[Saved entries]

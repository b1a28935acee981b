use super::color::Rgb565;
use super::memory::MemoryRegion;
use crate::error::{Error, Result};

// ============================================================================
// Outcodes
// ============================================================================

const INSIDE: u8 = 0;
const LEFT: u8 = 1;
const RIGHT: u8 = 2;
const BOTTOM: u8 = 4;
const TOP: u8 = 8;

// ============================================================================
// Framebuffer
// ============================================================================

/// RGB565 framebuffer for the display panel
///
/// Storage length is always `width * height`; every public accessor bounds
/// checks so callers never index the raw storage. Drawing clips silently:
/// out-of-range coordinates are dropped, never reported.
#[derive(Debug, Clone)]
pub struct Framebuffer {
    pixels: Vec<Rgb565>,
    width: u32,
    height: u32,
}

impl Framebuffer {
    /// Bytes needed for a `width x height` buffer
    pub fn required_bytes(width: u32, height: u32) -> Result<usize> {
        if width == 0 || height == 0 {
            return Err(Error::InvalidDimensions { width, height });
        }
        (width as usize)
            .checked_mul(height as usize)
            .and_then(|n| n.checked_mul(std::mem::size_of::<Rgb565>()))
            .ok_or(Error::InvalidDimensions { width, height })
    }

    /// Allocate a buffer from `region` and clear it to black
    pub fn initialize(width: u32, height: u32, region: &mut dyn MemoryRegion) -> Result<Self> {
        let bytes = Self::required_bytes(width, height)?;
        region.reserve(bytes)?;

        let count = width as usize * height as usize;
        let mut pixels = Vec::new();
        if pixels.try_reserve_exact(count).is_err() {
            region.release(bytes);
            return Err(Error::Allocation {
                requested: bytes,
                available: region.available(),
            });
        }
        pixels.resize(count, Rgb565::BLACK);

        tracing::info!(
            "Frame buffer allocated in {}: {} x {} ({} bytes)",
            region.name(),
            width,
            height,
            bytes
        );

        Ok(Self {
            pixels,
            width,
            height,
        })
    }

    /// Replace this buffer with a freshly allocated one of a new size.
    /// On failure the current buffer is kept and its reservation restored.
    pub fn reinitialize(
        &mut self,
        width: u32,
        height: u32,
        region: &mut dyn MemoryRegion,
    ) -> Result<()> {
        let old_bytes = self.byte_len();
        region.release(old_bytes);
        match Self::initialize(width, height, region) {
            Ok(fb) => {
                *self = fb;
                Ok(())
            },
            Err(e) => {
                tracing::warn!("Frame buffer resize to {}x{} failed: {}", width, height, e);
                // We just released these bytes, so the region can take them back
                let _ = region.reserve(old_bytes);
                Err(e)
            },
        }
    }

    #[inline]
    pub fn width(&self) -> u32 {
        self.width
    }

    #[inline]
    pub fn height(&self) -> u32 {
        self.height
    }

    /// Number of pixels
    #[inline]
    pub fn len(&self) -> usize {
        self.pixels.len()
    }

    #[inline]
    pub fn is_empty(&self) -> bool {
        self.pixels.is_empty()
    }

    /// Size of the pixel storage in bytes
    #[inline]
    pub fn byte_len(&self) -> usize {
        self.pixels.len() * std::mem::size_of::<Rgb565>()
    }

    /// Read-only view for the display transport
    #[inline]
    pub fn as_slice(&self) -> &[Rgb565] {
        &self.pixels
    }

    /// Iterate rows top to bottom
    pub fn rows(&self) -> impl Iterator<Item = &[Rgb565]> {
        self.pixels.chunks_exact(self.width as usize)
    }

    /// Check if coordinates are within bounds
    #[inline]
    fn in_bounds(&self, x: i32, y: i32) -> bool {
        x >= 0 && x < self.width as i32 && y >= 0 && y < self.height as i32
    }

    #[inline]
    fn index(&self, x: u32, y: u32) -> usize {
        y as usize * self.width as usize + x as usize
    }

    fn outcode(&self, x: i32, y: i32) -> u8 {
        let mut code = INSIDE;
        if x < 0 {
            code |= LEFT;
        } else if x >= self.width as i32 {
            code |= RIGHT;
        }
        if y < 0 {
            code |= TOP;
        } else if y >= self.height as i32 {
            code |= BOTTOM;
        }
        code
    }

    /// Set every pixel to `color`
    pub fn clear(&mut self, color: Rgb565) {
        self.pixels.fill(color);
    }

    /// Set a single pixel (bounds checked, out of range is ignored)
    #[inline]
    pub fn set_pixel(&mut self, x: i32, y: i32, color: Rgb565) {
        if self.in_bounds(x, y) {
            let idx = self.index(x as u32, y as u32);
            self.pixels[idx] = color;
        }
    }

    /// Read a single pixel. Returns None if out of bounds
    #[inline]
    pub fn get_pixel(&self, x: i32, y: i32) -> Option<Rgb565> {
        if self.in_bounds(x, y) {
            Some(self.pixels[self.index(x as u32, y as u32)])
        } else {
            None
        }
    }

    /// Horizontal span from x1 to x2 inclusive, clipped
    pub fn hline(&mut self, x1: i32, x2: i32, y: i32, color: Rgb565) {
        if y < 0 || y >= self.height as i32 {
            return;
        }
        let (x1, x2) = if x1 <= x2 { (x1, x2) } else { (x2, x1) };
        let start = x1.max(0);
        let end = x2.min(self.width as i32 - 1);
        if start > end {
            return;
        }
        let row = self.index(0, y as u32);
        self.pixels[row + start as usize..=row + end as usize].fill(color);
    }

    /// Vertical span from y1 to y2 inclusive, clipped
    pub fn vline(&mut self, x: i32, y1: i32, y2: i32, color: Rgb565) {
        if x < 0 || x >= self.width as i32 {
            return;
        }
        let (y1, y2) = if y1 <= y2 { (y1, y2) } else { (y2, y1) };
        let start = y1.max(0);
        let end = y2.min(self.height as i32 - 1);
        if start > end {
            return;
        }

        let stride = self.width as usize;
        let mut idx = self.index(x as u32, start as u32);
        for _ in start..=end {
            self.pixels[idx] = color;
            idx += stride;
        }
    }

    /// Draw a line using Bresenham's algorithm
    ///
    /// Integer only. Every pixel on the line, both endpoints included, is
    /// visited exactly once. The walk runs along the major axis; after `k`
    /// steps the minor offset is `floor((2*k*minor + major) / (2*major))`,
    /// carried incrementally as an error term. Only the steps whose major
    /// coordinate lands inside the buffer are walked, entered at the exact
    /// error value the unclipped walk would have there, so the visible pixels
    /// match the unclipped line and the cost is bounded by the buffer size.
    pub fn draw_line(&mut self, x0: i32, y0: i32, x1: i32, y1: i32, color: Rgb565) {
        // Both endpoints beyond the same edge: nothing can be visible
        if self.outcode(x0, y0) & self.outcode(x1, y1) != 0 {
            return;
        }

        let (x0, y0, x1, y1) = (i64::from(x0), i64::from(y0), i64::from(x1), i64::from(y1));
        let (dx, dy) = (x1 - x0, y1 - y0);
        let x_major = dx.abs() >= dy.abs();
        let (major0, minor0, d_major, d_minor, limit) = if x_major {
            (x0, y0, dx, dy, i64::from(self.width))
        } else {
            (y0, x0, dy, dx, i64::from(self.height))
        };
        let steps = d_major.abs();
        if steps == 0 {
            self.set_pixel(x0 as i32, y0 as i32, color);
            return;
        }
        let (s_major, s_minor) = (d_major.signum(), d_minor.signum());
        let minor_len = d_minor.abs();

        // Steps whose major coordinate lies in 0..limit
        let (first, last) = if s_major > 0 {
            (-major0, limit - 1 - major0)
        } else {
            (major0 - (limit - 1), major0)
        };
        let first = first.max(0);
        let last = last.min(steps);
        if first > last {
            return;
        }

        // Error state at step `first`; the product needs more than 64 bits
        let seed = 2 * i128::from(first) * i128::from(minor_len) + i128::from(steps);
        let mut offset = (seed / (2 * i128::from(steps))) as i64;
        let mut err = (seed % (2 * i128::from(steps))) as i64;
        let (span, rise) = (2 * steps, 2 * minor_len);

        for k in first..=last {
            let major = major0 + s_major * k;
            let minor = minor0 + s_minor * offset;
            // Both stay within the endpoints' range, so they fit in i32
            if x_major {
                self.set_pixel(major as i32, minor as i32, color);
            } else {
                self.set_pixel(minor as i32, major as i32, color);
            }
            err += rise;
            if err >= span {
                err -= span;
                offset += 1;
            }
        }
    }

    /// Fill a rectangle, clipped. Non-positive width or height draws nothing.
    pub fn fill_rect(&mut self, x: i32, y: i32, w: i32, h: i32, color: Rgb565) {
        if w <= 0 || h <= 0 {
            return;
        }
        let top = y.max(0);
        let bottom = y.saturating_add(h).min(self.height as i32);
        let right = x.saturating_add(w - 1);
        for row in top..bottom {
            self.hline(x, right, row, color);
        }
    }

    /// Rectangle outline as four lines. Corners are drawn twice.
    pub fn draw_rect_outline(&mut self, x: i32, y: i32, w: i32, h: i32, color: Rgb565) {
        let x2 = x.saturating_add(w.saturating_sub(1));
        let y2 = y.saturating_add(h.saturating_sub(1));
        self.draw_line(x, y, x2, y, color);
        self.draw_line(x2, y, x2, y2, color);
        self.draw_line(x2, y2, x, y2, color);
        self.draw_line(x, y2, x, y, color);
    }
}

**WHAT THE EXERCISE ASKS:** Only the number is wanted: how many lines in the entries above include the word "match"?

**RESPONSE TO THE TASK:** 2